Implementing Obamacare’s cost-saving measures as soon as possible. The Comission recommends directing Medicare “to design and begin implementation of [PPACA’s] Medicare payment reform pilots, demonstrations, and programs as rapidly as possible.”

Allow IPAB to cut payments to hospitals. For all the talk about “death panels,” the Medicare Independent Payment Advisory Board, which is tasked with reducing Medicare spending, is essentially only allowed to cut payments to doctors if health costs grow too quickly. The Commission advocates allowing IPAB to cut payments to hospitals as well.

Establish a long-term global budget for total health care spending. The Commission recommends “requiring both the President and Congress” to make further recommendations about reducing health spending.

3 comments:

  1. Every little bit helps, but there are elements of the bill that will bankrupt health insurers. Is that what we want?

    ReplyDelete
  2. This author says: “Currently, employer-provided health insurance is excluded from taxable income, something that grossly distorts our health care system by taking purchasing decisions out of individualshands and placing them in the hands of HR bureaucrats”, with the conclusion we need to eliminate the deduction. Elimination of the healthcare deduction would greatly increase the number of uninsured and is a poor idea.

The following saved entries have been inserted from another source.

//! Wraps a producer as a byte stream in a chosen output container.
//!
//! The encoder pulls scanlines from the head of the pipeline in increasing
//! order. [`format::tiff`](crate::format::tiff)'s striped/tiled writer and
//! [`format::bil`](crate::format::bil)'s row-at-a-time text format could
//! stream directly; PNG and JPEG go through the `image` crate's own
//! encoders, which require the full raster up front, so this stage collects
//! scanlines into one buffer before handing off to the chosen format's
//! encode function rather than re-implementing streaming PNG/JPEG writers.

use crate::codec::Codec;
use crate::format::{bil, jpeg, png, tiff};
use crate::pipeline::PipelineTracker;
use crate::raster::{ImageSource, Raster};
use anyhow::Result;
use rok4_core::Blob;

#[derive(Debug, Clone, Copy, PartialEq)]
pub enum Encoder {
	Tiff { codec: Codec, layout: tiff::Layout, sample_kind: tiff::SampleKindArg },
	Jpeg { quality: Option<u8> },
	Png { speed: Option<u8> },
	Bil { xllcorner: f64, yllcorner: f64, cellsize: f64 },
}

impl Encoder {
	/// Drains `source` entirely (in increasing row order) and encodes it.
	///
	/// # Errors
	/// Returns an error if a source read fails or the chosen format rejects
	/// the assembled raster (e.g. JPEG given an alpha channel).
	pub fn encode(self, source: &mut dyn ImageSource) -> Result<Blob> {
		let width = source.width();
		let height = source.height();
		let channels = source.channels();
		let nodata = source.nodata().to_vec();

		let mut tracker = PipelineTracker::new(height);
		tracker.ready();

		let mut data = Vec::with_capacity(width * height * channels as usize);
		for y in 0..height {
			if let Err(err) = tracker.begin_line(y) {
				return Err(err);
			}
			match source.get_line(y) {
				Ok(line) => data.extend(line),
				Err(err) => {
					tracker.fail(&err);
					return Err(err);
				}
			}
			tracker.complete_line(y);
		}

		let raster = Raster::new(width, height, channels, nodata, data)?;

		match self {
			Encoder::Tiff { codec, layout, sample_kind } => tiff::encode(&raster, codec, layout, sample_kind),
			Encoder::Jpeg { quality } => jpeg::encode(&raster, quality),
			Encoder::Png { speed } => png::encode(&raster, speed),
			Encoder::Bil { xllcorner, yllcorner, cellsize } => bil::encode(&raster, xllcorner, yllcorner, cellsize),
		}
	}
}

#[cfg(test)]
mod tests {
	use super::*;
	use crate::raster::Raster;

	fn flat(width: usize, height: usize, value: f32) -> Raster {
		Raster::new(width, height, 1, vec![0.0], vec![value; width * height]).unwrap()
	}

	#[test]
	fn png_encoder_produces_a_valid_signature() {
		let mut source = flat(4, 4, 200.0);
		let blob = Encoder::Png { speed: None }.encode(&mut source).unwrap();
		assert_eq!(&blob.as_slice()[0..8], &[0x89, b'P', b'N', b'G', b'\r', b'\n', 0x1a, b'\n']);
	}

	#[test]
	fn bil_encoder_round_trips_through_format_bil() {
		let mut source = flat(2, 2, 42.0);
		let blob = Encoder::Bil { xllcorner: 0.0, yllcorner: 0.0, cellsize: 1.0 }.encode(&mut source).unwrap();
		let decoded = bil::decode(&blob).unwrap();
		assert_eq!(decoded.data(), &[42.0; 4]);
	}

	#[test]
	fn tiff_encoder_wraps_format_tiff() {
		let mut source = flat(4, 4, 10.0);
		let blob = Encoder::Tiff {
			codec: Codec::Raw,
			layout: tiff::Layout::Striped { rows_per_strip: 2 },
			sample_kind: tiff::SampleKindArg::UInt8,
		}
		.encode(&mut source)
		.unwrap();
		assert_eq!(&blob.as_slice()[0..2], &[0x49, 0x49]);
	}
}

    We are just now understanding that current tax law allows employers to contribute healthcare payments into employee-owned account where employees may purchase their own health insurance and pay for other qualified medical expenses all with pretax dollars. A company called LyfeBank has figured the way to do this within the current law.

    When the employee takes ownership the dynamic changes in healthcare spending. This new business model works with the current structure, reduces the number of uninsured, and promotes cost control, what more do we want?

    ReplyDelete
  3. Hi Leon,

    What makes you think that eliminating the healthcare deduction would greatly increase the number of uninsured?

    As to your argument that health savings accounts accomplish the same thing as individually-purchased insurance: HSAs are better than nothing, but they are far from ideal. The ideal is to let people buy their own insurance.